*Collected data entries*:
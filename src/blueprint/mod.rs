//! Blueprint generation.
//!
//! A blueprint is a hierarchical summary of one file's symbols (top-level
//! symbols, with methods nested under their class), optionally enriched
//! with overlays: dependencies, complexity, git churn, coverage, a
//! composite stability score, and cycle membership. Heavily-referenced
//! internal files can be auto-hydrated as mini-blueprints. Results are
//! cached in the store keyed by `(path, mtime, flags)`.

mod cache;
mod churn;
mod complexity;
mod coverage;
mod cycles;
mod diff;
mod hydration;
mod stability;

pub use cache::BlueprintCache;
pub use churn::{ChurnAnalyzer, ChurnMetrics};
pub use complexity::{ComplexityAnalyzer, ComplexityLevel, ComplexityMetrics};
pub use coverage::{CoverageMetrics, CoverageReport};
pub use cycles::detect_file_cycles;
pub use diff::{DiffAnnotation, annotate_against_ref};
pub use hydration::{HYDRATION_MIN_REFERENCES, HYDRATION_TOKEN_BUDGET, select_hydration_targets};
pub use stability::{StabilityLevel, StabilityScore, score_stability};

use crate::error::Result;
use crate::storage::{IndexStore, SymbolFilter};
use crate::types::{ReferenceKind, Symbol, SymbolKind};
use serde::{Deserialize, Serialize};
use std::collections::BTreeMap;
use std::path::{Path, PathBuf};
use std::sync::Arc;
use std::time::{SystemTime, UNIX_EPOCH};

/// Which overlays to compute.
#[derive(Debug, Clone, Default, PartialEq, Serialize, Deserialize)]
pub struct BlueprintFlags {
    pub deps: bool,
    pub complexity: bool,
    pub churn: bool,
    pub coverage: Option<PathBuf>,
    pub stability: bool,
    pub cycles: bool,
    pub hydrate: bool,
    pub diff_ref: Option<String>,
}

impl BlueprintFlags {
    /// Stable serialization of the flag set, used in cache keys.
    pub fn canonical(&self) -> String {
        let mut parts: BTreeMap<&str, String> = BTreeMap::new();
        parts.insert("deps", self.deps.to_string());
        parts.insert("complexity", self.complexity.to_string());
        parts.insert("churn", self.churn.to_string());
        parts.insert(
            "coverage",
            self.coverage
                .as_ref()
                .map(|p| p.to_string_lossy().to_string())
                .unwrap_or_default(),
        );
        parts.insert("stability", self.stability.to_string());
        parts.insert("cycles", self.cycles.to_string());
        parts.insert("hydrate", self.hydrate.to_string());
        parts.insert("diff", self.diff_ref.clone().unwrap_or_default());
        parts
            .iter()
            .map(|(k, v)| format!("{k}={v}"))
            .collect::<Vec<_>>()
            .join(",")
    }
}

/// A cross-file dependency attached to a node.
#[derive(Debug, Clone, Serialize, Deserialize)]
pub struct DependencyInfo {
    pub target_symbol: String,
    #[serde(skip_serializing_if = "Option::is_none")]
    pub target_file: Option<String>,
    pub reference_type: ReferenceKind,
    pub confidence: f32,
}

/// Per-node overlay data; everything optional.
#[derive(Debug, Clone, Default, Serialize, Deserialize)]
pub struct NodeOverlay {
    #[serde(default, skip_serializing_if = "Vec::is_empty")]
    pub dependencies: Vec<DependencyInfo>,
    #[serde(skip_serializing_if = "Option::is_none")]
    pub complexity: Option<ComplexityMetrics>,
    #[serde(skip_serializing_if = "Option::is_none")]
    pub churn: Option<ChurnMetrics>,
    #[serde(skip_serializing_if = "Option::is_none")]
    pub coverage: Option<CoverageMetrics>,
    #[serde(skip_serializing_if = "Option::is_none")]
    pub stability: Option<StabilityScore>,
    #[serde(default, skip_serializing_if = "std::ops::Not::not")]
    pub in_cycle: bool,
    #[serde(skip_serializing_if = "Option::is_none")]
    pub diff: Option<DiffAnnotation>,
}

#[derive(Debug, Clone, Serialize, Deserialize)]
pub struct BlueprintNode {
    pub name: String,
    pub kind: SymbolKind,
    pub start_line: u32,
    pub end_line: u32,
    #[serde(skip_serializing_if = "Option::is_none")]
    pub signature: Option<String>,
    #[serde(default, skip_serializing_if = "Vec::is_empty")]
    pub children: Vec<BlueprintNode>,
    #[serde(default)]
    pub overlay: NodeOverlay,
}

...

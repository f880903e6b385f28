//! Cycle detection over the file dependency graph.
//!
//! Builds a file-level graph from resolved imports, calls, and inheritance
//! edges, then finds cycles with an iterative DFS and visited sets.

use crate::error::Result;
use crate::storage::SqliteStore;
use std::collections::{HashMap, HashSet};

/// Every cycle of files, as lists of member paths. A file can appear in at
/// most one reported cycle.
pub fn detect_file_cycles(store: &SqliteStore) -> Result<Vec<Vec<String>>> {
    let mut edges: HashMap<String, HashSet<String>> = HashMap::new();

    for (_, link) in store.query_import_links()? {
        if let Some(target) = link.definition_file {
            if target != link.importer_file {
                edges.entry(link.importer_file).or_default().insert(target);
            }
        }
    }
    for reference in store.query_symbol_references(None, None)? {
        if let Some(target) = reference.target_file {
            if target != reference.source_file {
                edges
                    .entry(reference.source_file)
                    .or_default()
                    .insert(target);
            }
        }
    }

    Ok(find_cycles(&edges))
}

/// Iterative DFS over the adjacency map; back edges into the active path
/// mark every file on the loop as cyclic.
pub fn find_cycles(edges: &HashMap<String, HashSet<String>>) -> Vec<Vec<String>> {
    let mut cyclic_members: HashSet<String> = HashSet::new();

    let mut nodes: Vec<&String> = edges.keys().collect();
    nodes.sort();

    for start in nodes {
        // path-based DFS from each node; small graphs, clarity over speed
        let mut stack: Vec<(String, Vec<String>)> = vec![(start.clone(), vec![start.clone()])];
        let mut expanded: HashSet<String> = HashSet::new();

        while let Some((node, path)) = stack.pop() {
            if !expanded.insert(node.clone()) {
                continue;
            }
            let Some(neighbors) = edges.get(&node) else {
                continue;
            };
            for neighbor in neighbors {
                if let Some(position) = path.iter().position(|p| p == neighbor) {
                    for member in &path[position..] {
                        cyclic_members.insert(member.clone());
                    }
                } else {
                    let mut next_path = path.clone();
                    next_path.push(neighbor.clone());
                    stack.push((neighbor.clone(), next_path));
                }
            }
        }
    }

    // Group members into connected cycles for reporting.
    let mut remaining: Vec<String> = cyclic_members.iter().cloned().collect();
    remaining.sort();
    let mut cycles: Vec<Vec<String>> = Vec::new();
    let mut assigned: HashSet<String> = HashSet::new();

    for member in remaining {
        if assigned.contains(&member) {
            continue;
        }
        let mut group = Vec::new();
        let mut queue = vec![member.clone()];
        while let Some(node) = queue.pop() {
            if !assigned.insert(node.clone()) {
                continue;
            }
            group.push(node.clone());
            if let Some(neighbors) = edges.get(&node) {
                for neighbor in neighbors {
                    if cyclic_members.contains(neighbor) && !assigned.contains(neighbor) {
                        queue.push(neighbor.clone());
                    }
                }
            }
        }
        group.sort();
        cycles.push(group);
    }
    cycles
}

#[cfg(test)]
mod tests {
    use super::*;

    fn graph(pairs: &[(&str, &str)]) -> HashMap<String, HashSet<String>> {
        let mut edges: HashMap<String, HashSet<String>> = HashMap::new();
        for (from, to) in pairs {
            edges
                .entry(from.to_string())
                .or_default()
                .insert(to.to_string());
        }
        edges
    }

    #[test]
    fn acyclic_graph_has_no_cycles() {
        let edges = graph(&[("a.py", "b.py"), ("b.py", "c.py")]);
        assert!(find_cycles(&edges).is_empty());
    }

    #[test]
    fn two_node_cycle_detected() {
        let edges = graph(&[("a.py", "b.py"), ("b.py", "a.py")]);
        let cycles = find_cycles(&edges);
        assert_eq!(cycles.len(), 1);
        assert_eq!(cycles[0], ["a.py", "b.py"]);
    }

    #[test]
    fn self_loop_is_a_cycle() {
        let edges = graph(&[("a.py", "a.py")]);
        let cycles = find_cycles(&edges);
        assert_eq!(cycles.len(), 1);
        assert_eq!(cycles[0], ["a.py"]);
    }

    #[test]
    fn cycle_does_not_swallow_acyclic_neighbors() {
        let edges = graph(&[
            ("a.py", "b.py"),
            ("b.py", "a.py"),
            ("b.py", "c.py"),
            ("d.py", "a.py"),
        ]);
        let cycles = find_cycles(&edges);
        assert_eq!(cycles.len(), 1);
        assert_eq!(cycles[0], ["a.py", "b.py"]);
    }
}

*Task statement*:
Please go over the data above and copy each line with "complexity" in it.

*Result of the exercise*:
//! with overlays: dependencies, complexity, git churn, coverage, a
mod complexity;
pub use complexity::{ComplexityAnalyzer, ComplexityLevel, ComplexityMetrics};
    pub complexity: bool,
        parts.insert("complexity", self.complexity.to_string());
    pub complexity: Option<ComplexityMetrics>,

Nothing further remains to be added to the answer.